Leo loosened his coat slowly as he walked farther inside. I lingered near the windows, still distracted by the image of my father barely able to stand.
“He looked awful,” I whispered finally.
Leo glanced toward me. “Yes.”
“You don’t seem surprised,” I said.
“I’m not.” The answer sent another strange chill through me.
I turned fully toward him. “Did you…”
“No,” he interrupted smoothly.
I narrowed my eyes. “I didn’t even finish the question.”
“You were going to ask something annoying.” He chuckled as if this was all a joke to him.
Despite everything, a tiny disbelieving laugh escaped me. Leo’s expression softened faintly at the sound. God. There it was again. That terrifying softness.
He crossed the penthouse slowly until he stood directly in front of me. Up close, he still smelled faintly like expensive cologne and winter air from outside. Warm spice. Dark wood. Something dangerously masculine that made my pulse betray me every single time.
“How are you feeling?” he asked quietly. The question caught me off guard.
“I…” My throat tightened unexpectedly. “I don’t know.”
His gaze searched mine carefully.
“You had a good day today,” he said.
I had a beautiful day. With him. The realization felt dangerous enough to ruin me. Sienna laughing. Leo holding a tiny snake carefully in tattooed hands. The zoo lights reflecting in his dark eyes while he listened to stories about my mother like they mattered. My chest ached.
“Yes,” I admitted softly. “I did.”
Something almost possessive flickered across his face at the confession. Like hearing I was happy pleased him more than it should have. Leo held my gaze for another long second before turning away abruptly. The heavy penthouse doors clicked shut. Then locked.
My heartbeat stumbled.
I watched him move calmly through the enormous space, drawing the dark curtains closed one by one until the glittering skyline disappeared behind black silk and shadow.

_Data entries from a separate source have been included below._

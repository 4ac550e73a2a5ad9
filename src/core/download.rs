use crate::config::relay_config::DownloadConfig;
use crate::core::challenge::{sign_in, ChallengeHandler};
use crate::core::links::shortcode_from_url;
use crate::core::workspace::ScratchDir;
use crate::domain::model::{
    DownloadFailure, DownloadItem, DownloadOutcome, DownloadReport, LinkList,
};
use crate::domain::ports::{Authenticator, MediaFetcher, Pacer};
use crate::utils::error::{RelayError, Result};
use std::fs;
use std::path::{Path, PathBuf};
use std::sync::Arc;

/// Download side of the relay: one session, one fetch per link.
pub struct DownloadAgent<S: Authenticator + MediaFetcher> {
    session: S,
    config: DownloadConfig,
    pacer: Arc<dyn Pacer>,
    challenge: ChallengeHandler,
}

impl<S: Authenticator + MediaFetcher> DownloadAgent<S> {
    pub fn new(
        session: S,
        config: DownloadConfig,
        pacer: Arc<dyn Pacer>,
        challenge: ChallengeHandler,
    ) -> Self {
        Self {
            session,
            config,
            pacer,
            challenge,
        }
    }

    pub fn config(&self) -> &DownloadConfig {
        &self.config
    }

    /// Logs in once, then processes every link. A login failure is returned
    /// as an error; item failures are recorded in the report.
    pub async fn run(&self, links: &LinkList) -> Result<DownloadReport> {
        let credentials = self.config.credentials()?;
        sign_in(&self.session, &credentials, &self.challenge).await?;

        let total = links.len();
        tracing::info!("📋 Found {} links to process.", total);

        let mut report = DownloadReport::default();
        for (ordinal, url) in links.iter() {
            tracing::info!("⬇️ Processing link {}/{}", ordinal, total);
            let outcome = self.download_item(ordinal, url).await;
            log_outcome(ordinal, total, &outcome);

            let item = DownloadItem {
                ordinal,
                url: url.to_string(),
                output: match &outcome {
                    DownloadOutcome::Saved(path) => Some(path.clone()),
                    DownloadOutcome::Failed(_) => None,
                },
            };
            report.items.push((item, outcome));

            if ordinal < total {
                self.pacer.wait(self.config.delay()).await;
            }
        }

        tracing::info!(
            "📊 Download complete! Successfully downloaded {} out of {} reels.",
            report.succeeded(),
            total
        );
        Ok(report)
    }

    pub async fn download_item(&self, ordinal: usize, url: &str) -> DownloadOutcome {
        let shortcode = match shortcode_from_url(url) {
            Ok(code) => code,
            Err(e) => return DownloadOutcome::Failed(DownloadFailure::InvalidLink(e.to_string())),
        };
        tracing::debug!("Link {} resolves to shortcode {}", ordinal, shortcode);

        self.pacer.wait(self.config.grace()).await;

        let scratch = match ScratchDir::create(&self.config.temp_dir) {
            Ok(scratch) => scratch,
            Err(e) => return DownloadOutcome::Failed(classify(e)),
        };

        let outcome = match self.fetch_into(&shortcode, scratch.path()).await {
            Ok(()) => match self.promote(scratch.path(), ordinal) {
                Ok(outcome) => outcome,
                Err(e) => DownloadOutcome::Failed(classify(e)),
            },
            Err(e) => DownloadOutcome::Failed(classify(e)),
        };

        if let Err(e) = scratch.close() {
            tracing::warn!("⚠️ Could not clean up temporary directory: {}", e);
        }
        outcome
    }

    async fn fetch_into(&self, shortcode: &str, target: &Path) -> Result<()> {
        let post = self.session.resolve(shortcode).await?;
        tracing::debug!(
            "Post {} has {} media resources",
            post.shortcode,
            post.resources.len()
        );
        self.session.download(&post, target).await
    }

    /// Moves the single MP4 in `scratch` to `{output_dir}/{ordinal}.mp4`.
    fn promote(&self, scratch: &Path, ordinal: usize) -> Result<DownloadOutcome> {
        let mut videos = find_mp4_files(scratch)?;
        match videos.len() {
            0 => Ok(DownloadOutcome::Failed(DownloadFailure::NoVideo)),
            1 => {
                fs::create_dir_all(&self.config.output_dir)?;
                let destination = self.config.output_dir.join(format!("{}.mp4", ordinal));
                move_file(&videos.remove(0), &destination)?;
                Ok(DownloadOutcome::Saved(destination))
            }
            count => Ok(DownloadOutcome::Failed(DownloadFailure::Ambiguous(count))),
        }
    }
}

fn classify(error: RelayError) -> DownloadFailure {
    match error {
        RelayError::RateLimited { message } => DownloadFailure::RateLimited(message),
        RelayError::SessionExpired { message } => DownloadFailure::SessionExpired(message),
        RelayError::InvalidLink { reason, .. } => DownloadFailure::InvalidLink(reason),
        other => DownloadFailure::Other(other.to_string()),
    }
}

fn log_outcome(ordinal: usize, total: usize, outcome: &DownloadOutcome) {
    match outcome {
        DownloadOutcome::Saved(path) => {
            tracing::info!(
                "✅ Downloaded reel {}/{} to {}",
                ordinal,
                total,
                path.display()
            );
        }
        DownloadOutcome::Failed(DownloadFailure::RateLimited(_)) => {
            tracing::warn!(
                "⚠️ Rate limit reached. Please wait a few minutes before trying again."
            );
        }
        DownloadOutcome::Failed(DownloadFailure::SessionExpired(_)) => {
            tracing::error!("❌ Session expired. Please log in again.");
        }
        DownloadOutcome::Failed(failure) => {
            tracing::error!("❌ Error downloading reel {}/{}: {}", ordinal, total, failure);
        }
    }
}

/// MP4 files directly under `dir`, sorted by name.
pub fn find_mp4_files(dir: &Path) -> Result<Vec<PathBuf>> {
    let mut files = Vec::new();
    for entry in fs::read_dir(dir)? {
        let entry = entry?;
        let path = entry.path();
        let is_mp4 = path
            .extension()
            .and_then(|ext| ext.to_str())
            .map(|ext| ext.eq_ignore_ascii_case("mp4"))
            .unwrap_or(false);
        if is_mp4 && entry.file_type()?.is_file() {
            files.push(path);
        }
    }
    files.sort();
    Ok(files)
}

/// `rename`, falling back to copy + remove across filesystems.
pub fn move_file(from: &Path, to: &Path) -> Result<()> {
    if fs::rename(from, to).is_err() {
        fs::copy(from, to)?;
        fs::remove_file(from)?;
    }
    Ok(())
}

The room changed. Smaller. More intimate. Dangerous.
“Leo,” I said carefully. He turned toward me slowly while loosening the cuffs of his black shirt.
“You know,” he murmured, voice lower now, rougher somehow, “I think your day is about to get a lot better.”
Heat climbed up my throat. I swallowed. “Why?”
A slow smile spread across his mouth. Not cruel. Worse. Hungry.
“Because,” he said quietly, stalking back toward me with deliberate unhurried steps, “I’m finally about to give you what you’ve been begging for so desperately.”
My breath caught. Every nerve in my body woke up at once. Leo stopped directly in front of me, close enough that I could feel the heat radiating from him already.
One large hand slid slowly along my waist. Gentle. Possessive. My pulse thundered violently.
“And this time,” he murmured against my ear, “I’m not stopping.”